Obiektywnie mówiąc, festiwal nie wpłynął jednak na jakieś szczególne oblężenie Wrocławia przez turystów, choć było to jednym z założeń imprezy. – Nie zauważyliśmy w ostatnich dniach jakiegoś szczególnego natłoku klientów z innych miast – mówi Magdalena Terpis z Art Hotelu. – Ludzie przyjeżdżają do nas po prostu ze względu na wakacje. Potwierdza to Bożena Kulon z Hotelu Tumskiego i Międzynarodowego Schroniska Młodzieżowego przy Wyspie Słodowej. – Tradycyjnie już, jak co roku, ruch zwiększa się w maju i czerwcu, ale raczej nie miało to nic wspólnego z festiwalem Wrocław Non Stop. Jacek Kwiatkowski, kierownik klubu Radio Bar, również nie przeżył frekwencyjnego szoku w swoim lokalu. – Wszystko jest w normie. W każdym razie festiwal nie przyciągnął do nas tłumów – mówi.
Wrocław z gwiazdami Jeśli chodzi o same atrakcje, druga edycja Wrocław Non Stop była bez dwóch zdań lepsza od swojej ubiegłorocznej poprzedniczki. Przede wszystkim za sprawą imponującego programu. Do Wrocławia przyjechały prawdziwe gwiazdy – Mariza, Al Di Meola, Andreas Vollenweider i Osibisa. Wszyscy dali świetne koncerty, do tego wstęp na nie był bezpłatny. Ale gwiazdy, choć dodające prestiżu przedsięwzięciu, to nie wszystko. Przed rozpoczęciem festiwalu organizatorzy obiecali postawić na młodych i słowa dotrzymali. Przez sześć dni w ramach Festiwalu Młodej Sztuki w Browarze Mieszczańskim chętni mogli uczestniczyć w wernisażach, koncertach, pokazach filmowych, słowem we wszystkim, czym pulsuje wyobraźnia młodych twórców.

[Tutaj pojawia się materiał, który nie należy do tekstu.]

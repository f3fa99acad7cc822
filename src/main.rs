use smart_redirect::config;
use smart_redirect::server;
use tracing_subscriber::EnvFilter;

#[tokio::main]
async fn main() -> anyhow::Result<()> {
    dotenvy::dotenv().ok();

    let config = config::load_from_env()?;

    let filter = EnvFilter::try_from_default_env()
        .unwrap_or_else(|_| EnvFilter::new(config.log_level.clone()));

    if config.log_format == "json" {
        tracing_subscriber::fmt().with_env_filter(filter).json().init();
    } else {
        tracing_subscriber::fmt().with_env_filter(filter).init();
    }

    config.print_summary();

    server::run(config).await
}
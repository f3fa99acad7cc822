//! HTTP request/response tracing middleware.

use tower_http::LatencyUnit;
use tower_http::trace::{DefaultMakeSpan, DefaultOnResponse, TraceLayer};
use tracing::Level;

/// Creates a tracing middleware for HTTP requests.
///
/// # Logging Behavior
///
/// **On Request:**
/// - Creates a span at `INFO` level with HTTP method, URI path, and version
///
/// **On Response:**
/// - Logs at `INFO` level with status code and latency in milliseconds
///
/// # Example Logs
///
/// ```text
/// INFO request{method=GET uri=/v1/bu/df7fca version=HTTP/1.1}: Processing request
/// INFO request{method=GET uri=/v1/bu/df7fca version=HTTP/1.1}: Response 302 Found in 2ms
/// ```
pub fn layer()
-> TraceLayer<tower_http::classify::SharedClassifier<tower_http::classify::ServerErrorsAsFailures>>
{
    TraceLayer::new_for_http()
        .make_span_with(DefaultMakeSpan::new().level(Level::INFO))
        .on_response(
            DefaultOnResponse::new()
                .level(Level::INFO)
                .latency_unit(LatencyUnit::Millis),
        )
}
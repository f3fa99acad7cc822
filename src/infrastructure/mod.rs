//! Infrastructure layer for external integrations.
//!
//! This layer implements interfaces defined by the domain layer, providing
//! concrete implementations for persistence, caching, sticky assignments,
//! admission control, and geo lookup. Every Redis-backed component has an
//! in-process fallback so the service runs without Redis.
//!
//! # Modules
//!
//! - [`cache`] - Link definition caching (Redis and no-op implementations)
//! - [`geo`] - Client IP to country resolution
//! - [`persistence`] - PostgreSQL and in-memory repositories
//! - [`ratelimit`] - Per-client admission control
//! - [`sticky`] - Remembered IP-to-target assignments

pub mod cache;
pub mod geo;
pub mod persistence;
pub mod ratelimit;
pub mod sticky;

Na jeden wieczór scenę na Rynku oddano wrocławskim muzykom, którzy zazwyczaj grywają w klubach. I bardzo dobrze, bo nawet ci, którzy na co dzień nie bywają na koncertach, mogli dowiedzieć się o istnieniu bardzo dobrego Transobapticato czy robiącego wrażenie, wspólnego projektu rockowego Fruhstucka i orkiestry kameralnej R20. Świetnie wypadła czwarta odsłona Wrocławia Niezależnego z mocnym programem i rewelacyjnymi koncertami m.in. Transglobal Underground oraz Tworzywa Sztucznego. Udanych imprez było rzecz jasna o wiele więcej. Wrocław miał tętnić życiem non stop i tak właśnie było.

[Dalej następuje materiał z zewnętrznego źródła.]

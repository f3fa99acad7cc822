//! Cache service trait and error types.

use async_trait::async_trait;
use std::fmt;

use crate::domain::entities::Link;

/// Errors that can occur during cache operations.
#[derive(Debug)]
pub enum CacheError {
    ConnectionError(String),
    OperationError(String),
}

impl fmt::Display for CacheError {
    fn fmt(&self, f: &mut fmt::Formatter) -> fmt::Result {
        match self {
            Self::ConnectionError(e) => write!(f, "Cache connection error: {}", e),
            Self::OperationError(e) => write!(f, "Cache operation error: {}", e),
        }
    }
}

impl std::error::Error for CacheError {}

/// Result type for cache operations.
pub type CacheResult<T> = Result<T, CacheError>;

/// Trait for caching resolved link definitions.
///
/// Implementations must be thread-safe and handle errors gracefully without
/// disrupting the decision flow (cache failures degrade to store lookups).
///
/// # Implementations
///
/// - [`crate::infrastructure::cache::RedisCache`] - Redis-backed cache with TTL support
/// - [`crate::infrastructure::cache::NullCache`] - No-op implementation for disabled caching
#[cfg_attr(test, mockall::automock)]
#[async_trait]
pub trait CacheService: Send + Sync {
    /// Retrieves a cached link definition.
    ///
    /// # Returns
    ///
    /// - `Ok(Some(link))` on cache hit
    /// - `Ok(None)` on cache miss or error (fail-open behavior)
    async fn get_link(&self, key: &str) -> CacheResult<Option<Link>>;

    /// Stores a link definition with optional TTL.
    ///
    /// Implementations should log errors and return `Ok(())` rather than
    /// propagating them into the request flow.
    async fn set_link(&self, key: &str, link: &Link, ttl_seconds: Option<u64>) -> CacheResult<()>;

    /// Removes a cached link definition.
    ///
    /// Used when the control plane signals an invalidation.
    async fn invalidate(&self, key: &str) -> CacheResult<()>;

    /// Checks if the cache backend is healthy.
    async fn health_check(&self) -> bool;
}
//! Client IP extraction from proxy headers.

use axum::http::HeaderMap;
use std::net::SocketAddr;

/// Resolves the client IP used for geo lookup, sticky keying, and rate
/// limiting.
///
/// When `behind_proxy` is set, `X-Real-IP` wins, then the first entry of
/// `X-Forwarded-For`, then the transport peer address. Without a trusted
/// proxy the headers are attacker-controlled and only the peer address is
/// used.
pub fn client_ip(headers: &HeaderMap, peer: SocketAddr, behind_proxy: bool) -> String {
    if behind_proxy {
        if let Some(ip) = header_value(headers, "x-real-ip")
            && !ip.is_empty()
        {
            return ip.to_string();
        }

        if let Some(forwarded) = header_value(headers, "x-forwarded-for")
            && let Some(first) = forwarded.split(',').next()
        {
            let first = first.trim();
            if !first.is_empty() {
                return first.to_string();
            }
        }
    }

    peer.ip().to_string()
}

fn header_value<'a>(headers: &'a HeaderMap, name: &str) -> Option<&'a str> {
    headers.get(name).and_then(|v| v.to_str().ok()).map(str::trim)
}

Festiwal dla maratończyka – Okazji do towarzyskich spotkań przy dobrej muzyce nie brakowało. Najbardziej interesują mnie koncerty rockowe, a w tym roku było w czym wybierać – mówi Mateusz Kruczkiewicz, dwudziestosześciolatek z Wrocławia. Informacje o imprezach czerpał ze strony internetowej festiwalu lub docierały do niego przez znajomych. – To w zupełności wystarczało. Ale nie wszyscy czuli się odpowiednio doinformowani. Dziwili się na przykład, kiedy słyszeli, że we Wrocławiu – do tego za darmo – zagra sam Al Di Meola. – Reklama powinna być bardziej intensywna. Wiedziałam, że we Wrocławiu coś się dzieje, ale brakowało mi informacji o programie, o konkretnych imprezach – zwraca uwagę studiująca we Wrocławiu Izabela Suchan. Paradoksalnie, dużym minusem Wrocławia Non Stop okazał się nadmiar. W kilku przypadkach sprawdziła się stara prawda – co za dużo, to niezdrowo.

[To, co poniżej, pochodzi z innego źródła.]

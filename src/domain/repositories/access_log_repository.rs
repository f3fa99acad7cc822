//! Repository trait for persisting redirect decisions.

use crate::domain::access_event::AccessEvent;
use crate::error::AppError;
use async_trait::async_trait;

/// Repository interface for the decision log.
///
/// One row per served decision (target redirect or backup fallback),
/// written asynchronously by the access worker.
#[cfg_attr(test, mockall::automock)]
#[async_trait]
pub trait AccessLogRepository: Send + Sync {
    /// Persists a single decision record.
    ///
    /// # Errors
    ///
    /// Returns [`AppError::DependencyUnavailable`] on store errors.
    async fn insert(&self, event: &AccessEvent) -> Result<(), AppError>;
}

Może gdyby festiwal potrwał dłużej, nie trzeba by było wybierać między koncertem na Rynku, wernisażem w Browarze Mieszczańskim a imprezą na Sępolnie. Takich dylematów było sporo, a tylko osobnik o kondycji maratończyka mógł zaliczyć połowę z zaplanowanych wydarzeń. Sporo osób miało żal do organizatorów – chociaż zapewniano, że wstęp na wszystkie imprezy jest bezpłatny, na kilka z nich trzeba było kupić bilety (m.in. Rockowania Wrocławsko-Czeskie w klubie Bezsenność czy Dni Fantastyki w leśnickim Zamku). Niby drobiazg, ale może pozostawić niesmak.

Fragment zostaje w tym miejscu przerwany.